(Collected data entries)

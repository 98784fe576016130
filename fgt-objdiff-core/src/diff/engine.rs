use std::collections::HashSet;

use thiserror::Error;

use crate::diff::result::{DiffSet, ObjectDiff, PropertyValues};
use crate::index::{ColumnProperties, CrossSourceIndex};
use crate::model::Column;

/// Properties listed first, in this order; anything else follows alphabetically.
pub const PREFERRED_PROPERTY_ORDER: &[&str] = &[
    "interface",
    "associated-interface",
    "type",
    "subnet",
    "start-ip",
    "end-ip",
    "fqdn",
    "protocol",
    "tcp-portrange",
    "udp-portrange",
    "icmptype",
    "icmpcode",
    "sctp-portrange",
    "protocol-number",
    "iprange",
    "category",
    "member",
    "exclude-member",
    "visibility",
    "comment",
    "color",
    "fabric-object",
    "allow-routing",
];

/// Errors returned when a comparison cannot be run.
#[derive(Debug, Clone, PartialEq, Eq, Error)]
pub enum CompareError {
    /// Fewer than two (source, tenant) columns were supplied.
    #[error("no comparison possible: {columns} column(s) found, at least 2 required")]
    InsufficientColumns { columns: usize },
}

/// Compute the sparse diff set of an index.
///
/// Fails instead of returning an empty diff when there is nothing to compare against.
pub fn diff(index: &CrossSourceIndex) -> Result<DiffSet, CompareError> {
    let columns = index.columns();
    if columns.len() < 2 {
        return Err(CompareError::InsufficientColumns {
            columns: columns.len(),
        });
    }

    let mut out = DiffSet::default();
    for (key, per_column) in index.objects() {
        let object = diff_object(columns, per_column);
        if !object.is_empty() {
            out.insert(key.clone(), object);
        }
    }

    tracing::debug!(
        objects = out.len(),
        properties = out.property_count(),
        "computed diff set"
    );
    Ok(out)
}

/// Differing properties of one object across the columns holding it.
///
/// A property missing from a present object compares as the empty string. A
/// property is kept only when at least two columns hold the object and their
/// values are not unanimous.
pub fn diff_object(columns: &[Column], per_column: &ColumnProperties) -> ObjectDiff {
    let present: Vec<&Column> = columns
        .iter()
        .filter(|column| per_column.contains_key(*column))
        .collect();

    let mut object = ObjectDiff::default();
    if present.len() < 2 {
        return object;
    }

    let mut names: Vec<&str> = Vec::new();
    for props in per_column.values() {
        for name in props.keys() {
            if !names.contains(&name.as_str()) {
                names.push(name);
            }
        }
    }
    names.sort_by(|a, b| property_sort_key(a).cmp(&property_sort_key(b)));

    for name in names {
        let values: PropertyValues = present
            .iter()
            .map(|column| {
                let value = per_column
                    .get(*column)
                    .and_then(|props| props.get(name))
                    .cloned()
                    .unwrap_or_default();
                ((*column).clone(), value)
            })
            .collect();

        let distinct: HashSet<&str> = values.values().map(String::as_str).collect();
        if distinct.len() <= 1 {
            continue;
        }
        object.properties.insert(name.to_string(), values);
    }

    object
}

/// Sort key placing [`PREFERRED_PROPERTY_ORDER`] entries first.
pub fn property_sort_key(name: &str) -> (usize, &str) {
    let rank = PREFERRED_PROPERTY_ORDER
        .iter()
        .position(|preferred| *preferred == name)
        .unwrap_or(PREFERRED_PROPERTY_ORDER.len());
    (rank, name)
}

GOAL OF THE EXERCISE: Full repetition needed. Write out every entry above exactly as given.

RESULT:
repository 98784fe576016130
filename fgt-objdiff-core/src/diff/engine.rs
use std::collections::HashSet;

use thiserror::Error;

use crate::diff::result::{DiffSet, ObjectDiff, PropertyValues};
use crate::index::{ColumnProperties, CrossSourceIndex};
use crate::model::Column;

/// Properties listed first, in this order; anything else follows alphabetically.
pub const PREFERRED_PROPERTY_ORDER: &[&str] = &[
    "interface",
    "associated-interface",
    "type",
    "subnet",
    "start-ip",
    "end-ip",
    "fqdn",
    "protocol",
    "tcp-portrange",
    "udp-portrange",
    "icmptype",
    "icmpcode",
    "sctp-portrange",
    "protocol-number",
    "iprange",
    "category",
    "member",
    "exclude-member",
    "visibility",
    "comment",
    "color",
    "fabric-object",
    "allow-routing",
];

/// Errors returned when a comparison cannot be run.
#[derive(Debug, Clone, PartialEq, Eq, Error)]
pub enum CompareError {
    /// Fewer than two (source, tenant) columns were supplied.
    #[error("no comparison possible: {columns} column(s) found, at least 2 required")]
    InsufficientColumns { columns: usize },
}

/// Compute the sparse diff set of an index.
///
/// Fails instead of returning an empty diff when there is nothing to compare against.
pub fn diff(index: &CrossSourceIndex) -> Result<DiffSet, CompareError> {
    let columns = index.columns();
    if columns.len() < 2 {
        return Err(CompareError::InsufficientColumns {
            columns: columns.len(),
        });
    }

    let mut out = DiffSet::default();
    for (key, per_column) in index.objects() {
        let object = diff_object(columns, per_column);
        if !object.is_empty() {
            out.insert(key.clone(), object);
        }
    }

    tracing::debug!(
        objects = out.len(),
        properties = out.property_count(),
        "computed diff set"
    );
    Ok(out)
}

/// Differing properties of one object across the columns holding it.
///
/// A property missing from a present object compares as the empty string. A
/// property is kept only when at least two columns hold the object and their
/// values are not unanimous.
pub fn diff_object(columns: &[Column], per_column: &ColumnProperties) -> ObjectDiff {
    let present: Vec<&Column> = columns
        .iter()
        .filter(|column| per_column.contains_key(*column))
        .collect();

    let mut object = ObjectDiff::default();
    if present.len() < 2 {
        return object;
    }

    let mut names: Vec<&str> = Vec::new();
    for props in per_column.values() {
        for name in props.keys() {
            if !names.contains(&name.as_str()) {
                names.push(name);
            }
        }
    }
    names.sort_by(|a, b| property_sort_key(a).cmp(&property_sort_key(b)));

    for name in names {
        let values: PropertyValues = present
            .iter()
            .map(|column| {
                let value = per_column
                    .get(*column)
                    .and_then(|props| props.get(name))
                    .cloned()
                    .unwrap_or_default();
                ((*column).clone(), value)
            })
            .collect();

        let distinct: HashSet<&str> = values.values().map(String::as_str).collect();
        if distinct.len() <= 1 {
            continue;
        }
        object.properties.insert(name.to_string(), values);
    }

    object
}

/// Sort key placing [`PREFERRED_PROPERTY_ORDER`] entries first.
pub fn property_sort_key(name: &str) -> (usize, &str) {
    let rank = PREFERRED_PROPERTY_ORDER
        .iter()
        .position(|preferred| *preferred == name)
        .unwrap_or(PREFERRED_PROPERTY_ORDER.len());
    (rank, name)
}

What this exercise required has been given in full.